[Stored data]
++++++++++

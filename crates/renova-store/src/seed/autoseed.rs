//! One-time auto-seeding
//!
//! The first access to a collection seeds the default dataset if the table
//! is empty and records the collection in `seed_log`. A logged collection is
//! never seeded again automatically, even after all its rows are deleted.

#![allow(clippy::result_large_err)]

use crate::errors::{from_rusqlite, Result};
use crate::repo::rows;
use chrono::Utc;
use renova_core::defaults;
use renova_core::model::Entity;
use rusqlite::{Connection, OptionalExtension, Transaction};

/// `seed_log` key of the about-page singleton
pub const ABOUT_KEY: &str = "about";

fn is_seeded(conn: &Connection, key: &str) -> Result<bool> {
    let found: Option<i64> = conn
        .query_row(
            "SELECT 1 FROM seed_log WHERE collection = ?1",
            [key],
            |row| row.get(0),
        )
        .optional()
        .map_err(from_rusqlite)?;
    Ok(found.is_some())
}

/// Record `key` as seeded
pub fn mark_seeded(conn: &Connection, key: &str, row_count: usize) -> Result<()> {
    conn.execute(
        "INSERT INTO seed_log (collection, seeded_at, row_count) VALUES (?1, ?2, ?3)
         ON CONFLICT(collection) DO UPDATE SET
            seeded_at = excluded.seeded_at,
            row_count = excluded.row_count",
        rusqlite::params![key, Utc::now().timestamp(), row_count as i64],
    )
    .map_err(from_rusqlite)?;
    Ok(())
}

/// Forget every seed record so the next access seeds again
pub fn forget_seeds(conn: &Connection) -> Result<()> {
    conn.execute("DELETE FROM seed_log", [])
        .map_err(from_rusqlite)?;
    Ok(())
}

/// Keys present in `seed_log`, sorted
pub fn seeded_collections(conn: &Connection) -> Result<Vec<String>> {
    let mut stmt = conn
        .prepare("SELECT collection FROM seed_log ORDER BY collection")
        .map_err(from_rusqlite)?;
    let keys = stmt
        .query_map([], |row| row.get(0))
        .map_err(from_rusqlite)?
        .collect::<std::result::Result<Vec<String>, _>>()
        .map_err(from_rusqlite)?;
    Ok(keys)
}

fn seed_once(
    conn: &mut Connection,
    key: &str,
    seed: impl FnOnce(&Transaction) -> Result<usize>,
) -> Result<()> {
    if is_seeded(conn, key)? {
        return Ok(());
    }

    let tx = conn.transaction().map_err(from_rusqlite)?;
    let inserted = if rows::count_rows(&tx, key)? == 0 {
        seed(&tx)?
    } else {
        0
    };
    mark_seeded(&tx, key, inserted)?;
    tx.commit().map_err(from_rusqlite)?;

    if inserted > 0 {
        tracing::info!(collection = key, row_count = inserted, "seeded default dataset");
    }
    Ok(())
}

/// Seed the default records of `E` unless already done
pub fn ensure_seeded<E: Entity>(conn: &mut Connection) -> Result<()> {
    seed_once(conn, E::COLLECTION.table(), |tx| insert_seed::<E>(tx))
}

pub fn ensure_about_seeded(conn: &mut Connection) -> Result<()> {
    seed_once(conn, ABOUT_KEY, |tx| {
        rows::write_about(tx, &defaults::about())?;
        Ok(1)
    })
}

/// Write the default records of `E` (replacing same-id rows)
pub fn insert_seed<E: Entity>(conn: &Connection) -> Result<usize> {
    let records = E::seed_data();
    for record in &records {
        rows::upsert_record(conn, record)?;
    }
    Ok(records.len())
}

++++++++++

WHAT THE EXERCISE ASKS: Would you retype the lines above from the one with "pub fn forget_seeds(conn: &Connection)" down to the one with "let mut stmt = conn", word for word, both ends included and no other lines?

THE ANSWER:
pub fn forget_seeds(conn: &Connection) -> Result<()> {
    conn.execute("DELETE FROM seed_log", [])
        .map_err(from_rusqlite)?;
    Ok(())
}

/// Keys present in `seed_log`, sorted
pub fn seeded_collections(conn: &Connection) -> Result<Vec<String>> {
    let mut stmt = conn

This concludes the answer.